For this exercise, we are going to optimise a piece of code which implements a simple ray tracer. We will explore how changing the different types of memory affect performance. The ray tracer is a simple ray casting algorithm which casts a raw for each pixel into a scene consisting of sphere objects. The ray checks for intersections with the spheres, where there is an intersection, a colour value for the pixel is generated based on the intersection position of the ray on the sphere (giving an impression of forward facing lighting). For more information on the ray tracing technique, read Chapter 6 of the CUDA by Example book which this exercise is based on. Try compiling and executing the starting code `raytracer.cu`

and examining the output image (`output.ppm`

).

The initial code places the spheres in GPU global memory. We know that there are two good options for improving this in the form of constant memory and read only memory. Implement the following changes.
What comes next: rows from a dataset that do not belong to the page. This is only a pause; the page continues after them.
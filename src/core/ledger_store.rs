//! Persistent ledger store
//!
//! This module provides the `LedgerStore`, the single owner of the committed
//! [`LedgerState`] and of the file backing it.
//!
//! # Commit Discipline
//!
//! Every mutation is computed on a copy of the committed state. The copy is
//! flushed to disk first and only then becomes the committed state, so:
//! - a failed cycle (malformed record, storage error) leaves both memory and
//!   disk at the previous state
//! - readers only ever observe complete states
//!
//! # Schema Version
//!
//! The store refuses to open a file whose version differs from
//! [`LEDGER_VERSION`].

use crate::core::reconciler::{self, Reconciliation};
use crate::core::transfer::{self, TransferOutcome};
use crate::io::json_store;
use crate::types::{FeedSnapshot, LedgerError, LedgerState, Timestamp, Username, LEDGER_VERSION};
use rust_decimal::Decimal;
use std::path::{Path, PathBuf};
use tracing::debug;

/// Check that a persisted ledger can be operated on
///
/// # Errors
///
/// Returns `SchemaVersion` for any version other than [`LEDGER_VERSION`].
pub fn ensure_supported_version(version: u64) -> Result<(), LedgerError> {
    match version {
        LEDGER_VERSION => Ok(()),
        0 | 1 => Err(LedgerError::schema_version(
            version,
            LEDGER_VERSION,
            "ledger file is too old",
        )),
        2 => Err(LedgerError::schema_version(
            version,
            LEDGER_VERSION,
            "no migration from version 2 yet",
        )),
        _ => Err(LedgerError::schema_version(
            version,
            LEDGER_VERSION,
            "ledger file is newer than this build",
        )),
    }
}

/// Owner of the committed ledger and its file
#[derive(Debug)]
pub struct LedgerStore {
    path: PathBuf,
    state: LedgerState,
}

impl LedgerStore {
    /// Load the ledger file at `path`
    ///
    /// # Errors
    ///
    /// Returns an error if the file is missing, unreadable, not a ledger
    /// document, or at an unsupported version.
    pub fn open(path: impl Into<PathBuf>) -> Result<Self, LedgerError> {
        let path = path.into();
        let state = json_store::read_ledger(&path)?;
        ensure_supported_version(state.version)?;
        debug!(path = %path.display(), operations = state.operations.len(), "ledger loaded");
        Ok(LedgerStore { path, state })
    }

    /// Create an empty ledger file at `path`
    ///
    /// # Errors
    ///
    /// Returns an error if a file already exists at `path` or cannot be
    /// written.
    pub fn create(path: impl Into<PathBuf>) -> Result<Self, LedgerError> {
        let path = path.into();
        let state = LedgerState::new();
        json_store::create_ledger(&path, &state)?;
        Ok(LedgerStore { path, state })
    }

    /// The committed state
    pub fn state(&self) -> &LedgerState {
        &self.state
    }

    pub fn path(&self) -> &Path {
        &self.path
    }

    /// Flush `next` and make it the committed state
    pub fn commit(&mut self, next: LedgerState) -> Result<(), LedgerError> {
        json_store::write_ledger(&self.path, &next)?;
        debug!(path = %self.path.display(), operations = next.operations.len(), "ledger flushed");
        self.state = next;
        Ok(())
    }

    /// Reconcile a feed snapshot and commit the result
    ///
    /// See [`reconciler::reconcile`]. Nothing is written if reconciliation
    /// fails.
    pub fn reconcile(
        &mut self,
        snapshot: &FeedSnapshot,
        now: Timestamp,
    ) -> Result<Reconciliation, LedgerError> {
        let reconciliation = reconciler::reconcile(&self.state, snapshot, now)?;
        self.commit(reconciliation.state.clone())?;
        Ok(reconciliation)
    }

    /// Apply a transfer and commit the result
    ///
    /// See [`transfer::transfer`]. Ignored and rejected transfers write
    /// nothing.
    pub fn transfer(
        &mut self,
        amount: Decimal,
        sender: &Username,
        receiver: &Username,
        now: Timestamp,
    ) -> Result<TransferOutcome, LedgerError> {
        let outcome = transfer::transfer(&self.state, amount, sender, receiver, now)?;
        if let TransferOutcome::Applied { state, .. } = &outcome {
            self.commit(state.clone())?;
        }
        Ok(outcome)
    }
}

#[cfg(test)]
mod tests {
    use super::*;
    use crate::types::RawTransaction;
    use rstest::rstest;
    use std::fs;
    use tempfile::tempdir;

    fn coins(amount: i64) -> Decimal {
        Decimal::new(amount, 0)
    }

    #[rstest]
    #[case(0, false)]
    #[case(1, false)]
    #[case(2, false)]
    #[case(3, true)]
    #[case(4, false)]
    fn test_supported_versions(#[case] version: u64, #[case] supported: bool) {
        assert_eq!(ensure_supported_version(version).is_ok(), supported);
    }

    #[test]
    fn test_create_then_open() {
        let dir = tempdir().unwrap();
        let path = dir.path().join("data.json");

        LedgerStore::create(&path).unwrap();
        let store = LedgerStore::open(&path).unwrap();

        assert_eq!(store.state(), &LedgerState::new());
    }

    #[test]
    fn test_open_refuses_old_version() {
        let dir = tempdir().unwrap();
        let path = dir.path().join("data.json");
        fs::write(&path, r#"{ "version": 2, "users": {}, "operations": [] }"#).unwrap();

        let result = LedgerStore::open(&path);

        assert!(matches!(
            result,
            Err(LedgerError::SchemaVersion { found: 2, expected: 3, .. })
        ));
    }

    #[test]
    fn test_reconcile_is_flushed() {
        let dir = tempdir().unwrap();
        let path = dir.path().join("data.json");
        let mut store = LedgerStore::create(&path).unwrap();

        let snapshot = FeedSnapshot {
            transactions: vec![RawTransaction::deposit(coins(100), 1, "Alice")],
            balance: coins(100),
            max_balance: 0,
        };
        store.reconcile(&snapshot, 10).unwrap();

        let reopened = LedgerStore::open(&path).unwrap();
        assert_eq!(reopened.state(), store.state());
        assert_eq!(reopened.state().users[&Username::new("Alice")], coins(100));
    }

    #[test]
    fn test_fractional_balances_survive_reopen() {
        let dir = tempdir().unwrap();
        let path = dir.path().join("data.json");
        let mut store = LedgerStore::create(&path).unwrap();
        let cents: Decimal = "0.123456789".parse().unwrap();

        let snapshot = FeedSnapshot {
            transactions: vec![
                RawTransaction::deposit(coins(10_000_000_000), 1, "Alice"),
                RawTransaction::deposit(cents, 2, "Alice"),
                RawTransaction::deposit(cents, 3, "Bank Interest"),
            ],
            balance: "10000000000.246913578".parse().unwrap(),
            max_balance: 60_000_000_000,
        };
        store.reconcile(&snapshot, 10).unwrap();

        let reopened = LedgerStore::open(&path).unwrap();
        assert_eq!(reopened.state(), store.state());
        assert_eq!(
            reopened.state().users[&Username::new("Alice")],
            "10000000000.123456789".parse::<Decimal>().unwrap()
        );
        assert_eq!(reopened.state().bank_interest, cents);
        assert_eq!(reopened.state().drift, Decimal::ZERO);
    }

    #[test]
    fn test_failed_reconcile_leaves_store_untouched() {
        let dir = tempdir().unwrap();
        let path = dir.path().join("data.json");
        let mut store = LedgerStore::create(&path).unwrap();
        let before = fs::read_to_string(&path).unwrap();

        let snapshot = FeedSnapshot {
            transactions: vec![
                RawTransaction::deposit(coins(100), 1, "Alice"),
                RawTransaction::deposit(coins(100), 2, ""),
            ],
            balance: coins(200),
            max_balance: 0,
        };
        let result = store.reconcile(&snapshot, 10);

        assert!(matches!(result, Err(LedgerError::MalformedRecord { .. })));
        assert_eq!(store.state(), &LedgerState::new());
        assert_eq!(fs::read_to_string(&path).unwrap(), before);
    }

    #[test]
    fn test_rejected_transfer_leaves_store_untouched() {
        let dir = tempdir().unwrap();
        let path = dir.path().join("data.json");
        let mut store = LedgerStore::create(&path).unwrap();
        store
            .reconcile(
                &FeedSnapshot {
                    transactions: vec![RawTransaction::deposit(coins(200), 1, "Alice")],
                    balance: coins(200),
                    max_balance: 0,
                },
                10,
            )
            .unwrap();
        let before = store.state().clone();

        let result = store.transfer(
            coins(10),
            &Username::new("Alice"),
            &Username::new("Ghost"),
            20,
        );

        assert!(matches!(result, Err(LedgerError::UnknownUser { .. })));
        assert_eq!(store.state(), &before);
        assert_eq!(LedgerStore::open(&path).unwrap().state(), &before);
    }
}
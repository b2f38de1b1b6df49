//! Core traits for time and feed access
//!
//! This module defines the seams that let the ledger run against the real
//! clock and the real external source in production, and against fixed
//! values in tests.

use crate::types::{FeedSnapshot, LedgerError, Timestamp};
use async_trait::async_trait;
use std::time::{SystemTime, UNIX_EPOCH};

/// Source of the current process time
pub trait Clock: Send + Sync {
    /// Current time in epoch milliseconds
    fn now(&self) -> Timestamp;
}

/// Wall clock
#[derive(Debug, Clone, Copy, Default)]
pub struct SystemClock;

impl Clock for SystemClock {
    fn now(&self) -> Timestamp {
        SystemTime::now()
            .duration_since(UNIX_EPOCH)
            .map(|elapsed| elapsed.as_millis() as Timestamp)
            .unwrap_or(0)
    }
}

/// Clock frozen at a given instant
#[derive(Debug, Clone, Copy)]
pub struct FixedClock(pub Timestamp);

impl Clock for FixedClock {
    fn now(&self) -> Timestamp {
        self.0
    }
}

/// Trait for fetching one page of the external feed
///
/// Implementations return `LedgerError::FeedFetch` on any transport or API
/// failure; callers skip the cycle instead of touching the ledger.
#[async_trait]
pub trait FeedSource: Send + Sync {
    async fn fetch(&self) -> Result<FeedSnapshot, LedgerError>;
}
//! Types module
//!
//! Contains core data structures used throughout the application.
//! This module organizes types into logical submodules:
//! - `error`: Error types for the ledger
//! - `feed`: Raw transactions as reported by the external source
//! - `ledger`: The persisted ledger aggregate
//! - `operation`: Reconciled ledger entries
//! - `username`: Styled and normalized member names

pub mod error;
pub mod feed;
pub mod ledger;
pub mod operation;
pub mod username;

pub use error::LedgerError;
pub use feed::{FeedSnapshot, RawTransaction, TransactionAction, FEED_PAGE_LIMIT};
pub use ledger::{LedgerState, DRIFT_TOLERANCE, LEDGER_VERSION};
pub use operation::{Operation, OperationKind, Timestamp};
pub use username::{Initiator, StyledUsername, Username, RESERVED_ACTOR};
//! Rendering of ledger reports
//!
//! Three renderers for a [`Report`]:
//! - text, for people reading a terminal
//! - CSV of member balances and their 24h deltas
//! - JSON, the report as-is
//!
//! Amounts in the text renderer are rounded to whole coins and grouped by
//! thousands with spaces (`1 250 000`). Times are shown as `%H:%M %d/%m` UTC.

use crate::core::report::Report;
use crate::types::{LedgerError, Timestamp};
use chrono::{DateTime, Utc};
use rust_decimal::{Decimal, RoundingStrategy};
use std::io::Write;

/// Round to whole coins and group thousands with spaces
pub fn format_coins(amount: Decimal) -> String {
    let rounded = amount.round_dp_with_strategy(0, RoundingStrategy::MidpointAwayFromZero);
    let digits = rounded.abs().trunc().to_string();

    let mut grouped = String::with_capacity(digits.len() + digits.len() / 3);
    for (i, digit) in digits.chars().enumerate() {
        if i > 0 && (digits.len() - i) % 3 == 0 {
            grouped.push(' ');
        }
        grouped.push(digit);
    }

    if rounded.is_sign_negative() && !rounded.is_zero() {
        format!("-{grouped}")
    } else {
        grouped
    }
}

/// Like [`format_coins`], with an explicit `+` on gains
pub fn format_signed_coins(amount: Decimal) -> String {
    let formatted = format_coins(amount);
    if formatted.starts_with('-') || formatted == "0" {
        formatted
    } else {
        format!("+{formatted}")
    }
}

/// Epoch milliseconds as `HH:MM dd/mm` in UTC
pub fn format_timestamp(timestamp: Timestamp) -> String {
    i64::try_from(timestamp)
        .ok()
        .and_then(DateTime::<Utc>::from_timestamp_millis)
        .map(|time| time.format("%H:%M %d/%m").to_string())
        .unwrap_or_else(|| "-".to_string())
}

/// Write the human readable report
pub fn write_report_text(report: &Report, output: &mut dyn Write) -> Result<(), LedgerError> {
    match report.completion {
        Some(completion) => writeln!(
            output,
            "Balance: {} / {} ({}%)",
            format_coins(report.balance),
            format_coins(Decimal::from(report.max_balance)),
            completion
        )?,
        None => writeln!(output, "Balance: {}", format_coins(report.balance))?,
    }
    writeln!(output, "Bank interest: {}", format_coins(report.bank_interest))?;
    if report.drift_is_important {
        writeln!(output, "Drift: {} (!)", format_coins(report.drift))?;
    } else {
        writeln!(output, "Drift: {}", format_coins(report.drift))?;
    }
    writeln!(
        output,
        "Last transaction: {}",
        format_timestamp(report.last_transaction_timestamp)
    )?;
    writeln!(
        output,
        "Last check: {}",
        report
            .last_check
            .map(format_timestamp)
            .unwrap_or_else(|| "never".to_string())
    )?;

    writeln!(output)?;
    writeln!(output, "Members:")?;
    for user in &report.users {
        writeln!(output, "  {:<16} {:>16}", user.username, format_coins(user.balance))?;
    }

    if !report.deltas.is_empty() {
        writeln!(output)?;
        writeln!(output, "Last 24h:")?;
        for delta in &report.deltas {
            writeln!(
                output,
                "  {:<16} {:>16}",
                delta.username,
                format_signed_coins(delta.delta)
            )?;
        }
    }

    writeln!(output)?;
    writeln!(
        output,
        "Operations ({} of {}):",
        report.operations.len(),
        report.total_operations
    )?;
    for operation in &report.operations {
        writeln!(
            output,
            "  {}  {}",
            format_timestamp(operation.timestamp),
            operation
        )?;
    }

    output.flush()?;
    Ok(())
}

/// Write member balances as CSV
///
/// Columns: `username,balance,delta`. Rows follow the report's balance
/// order; members without a recent change get a delta of 0.
pub fn write_balances_csv(report: &Report, output: &mut dyn Write) -> Result<(), LedgerError> {
    let mut writer = csv::Writer::from_writer(output);

    writer.write_record(["username", "balance", "delta"])?;

    for user in &report.users {
        let delta = report
            .deltas
            .iter()
            .find(|delta| delta.username == user.username)
            .map(|delta| delta.delta)
            .unwrap_or(Decimal::ZERO);

        writer.write_record(&[
            user.username.to_string(),
            user.balance.normalize().to_string(),
            delta.normalize().to_string(),
        ])?;
    }

    writer.flush()?;
    Ok(())
}

/// Write the report as pretty-printed JSON
pub fn write_report_json(report: &Report, output: &mut dyn Write) -> Result<(), LedgerError> {
    serde_json::to_writer_pretty(&mut *output, report)?;
    writeln!(output)?;
    Ok(())
}
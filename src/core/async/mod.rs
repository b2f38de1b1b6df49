//! Asynchronous runtime components
//!
//! This module wires the pure ledger operations into a long-running process:
//!
//! - **LedgerService**: single-owner actor serializing every ledger mutation
//! - **LedgerHandle**: cloneable async front-end of the service
//! - **Poller**: fetches the feed on an interval or on demand
//!
//! # Concurrency
//!
//! At most one mutation is in flight at any time: the service handles its
//! queue one request at a time. Fetching runs concurrently with transfers and
//! reports since it never touches the ledger until the snapshot is queued.

pub mod poller;
pub mod service;

pub use poller::{Poller, PollerConfig, PollerHandle};
pub use service::{LedgerHandle, LedgerService};
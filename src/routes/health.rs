use actix_web::{get, HttpResponse, Responder};
use chrono::Utc;
use serde_json::json;

/// Health check endpoint
///
/// Reports liveness and the current server time. Not authenticated.
#[get("/health")]
pub async fn health() -> impl Responder {
    HttpResponse::Ok().json(json!({
        "status": "ok",
        "timestamp": Utc::now()
    }))
}

#[cfg(test)]
mod tests {
    use super::*;
    use actix_web::test;

    #[actix_web::test]
    async fn test_health_endpoint() {
        let app = test::init_service(actix_web::App::new().service(health)).await;

        let req = test::TestRequest::get().uri("/health").to_request();
        let resp = test::call_service(&app, req).await;
        assert!(resp.status().is_success());

        let json: serde_json::Value = test::read_body_json(resp).await;
        assert_eq!(json["status"], "ok");
        assert!(json["timestamp"].is_string());
    }
}
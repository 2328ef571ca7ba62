use chrono::{DateTime, Utc};
use serde::{Deserialize, Serialize};
use sqlx::FromRow;

/// A user account row as stored in the database.
///
/// Deliberately not `Serialize`: the password hash must never be written to a
/// response. Use [`User::public`] for anything that leaves the server.
#[derive(Debug, FromRow)]
pub struct User {
    pub id: i32,
    pub email: String,
    pub password_hash: String,
    pub created_at: DateTime<Utc>,
}

/// The externally visible subset of a user account.
///
/// Serialized with the wire names the API exposes (`_id`, `email`).
#[derive(Debug, Clone, PartialEq, Eq, Serialize, Deserialize, FromRow)]
pub struct PublicUser {
    #[serde(rename = "_id")]
    pub id: i32,
    pub email: String,
}

impl User {
    /// Projects the account onto its public fields.
    pub fn public(&self) -> PublicUser {
        PublicUser {
            id: self.id,
            email: self.email.clone(),
        }
    }
}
- 2.1 Create a modified version of ray tracing kernel which uses the read-only data cache (
`ray_trace_read_only`

). You should implement this by using the`const`

and`__restrict__`

qualifiers on the function arguments. You will need to complete the kernel and kernel call. Calculate the execution time of the new version alongside the old version so that they can be directly compared: You will need to also create a modified version of the sphere intersect function (`sphere_intersect_read_only`

). - 2.2 Create a modified version of ray tracing kernel which uses the constant data cache (
`ray_trace_const`

). You will need to complete the kernel and kernel call. Calculate the execution time of the new version alongside the other two versions so that they can be directly compared. - 2.3 How does the performance compare? Is this what you expected and why? Modify the number of spheres to complete the following table. For an extra challenge try to do this automatically so that you loop over all the sphere count sizes in the table and record the timing results in a 2D array.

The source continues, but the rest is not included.